Tags: stitching history

A Stitch in Time

This one-act play was created to be part of an exhibition at the Jewish Museum of Florida, entitled Stitching History from the Holocaust. The exhibit includes dresses made from the design sketches of Hedwig Strnad, a Jewish woman seeking asylum in the U.S. in 1939. Hedwig and her husband Paul Strnad were living in Prague. Paul Strnad wrote to his cousin Alvin in Milwaukee, Wisconsin, to obtain an affidavit to help him and his wife escape the onslaught of Nazi Germany. Paul sent Alvin sketches of Hedwig’s clothing designs, in the hopes that these examples of her work would provide evidence of their financial independence. Despite Alvin’s best efforts to obtain visas for the couple, Paul and Hedy perished in the Holocaust.
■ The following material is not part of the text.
pub mod api_error;

pub use api_error::JanusError;

pub type Result<T> = std::result::Result<T, JanusError>;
Years later, the sketches were discovered by Alvin’s family members, and, thanks to the efforts of the Milwaukee Repertory Theater, Hedy’s drawings were brought to life. Her designs were the height of fashion for 1939, but the clothing also provides a small, yet telling window into the lives of Jews in Prague on the eve of World War II. They also attest to the dynamism of the Prague fashion industry before the Holocaust and reflect the styles of designers in the fashion centers of Europe in the 1930s and 40s. The play A Stitch in Time, which brings the Strnad’s story to life, was commissioned by the Jewish Museum of Miami and includes the dresses created for the exhibit.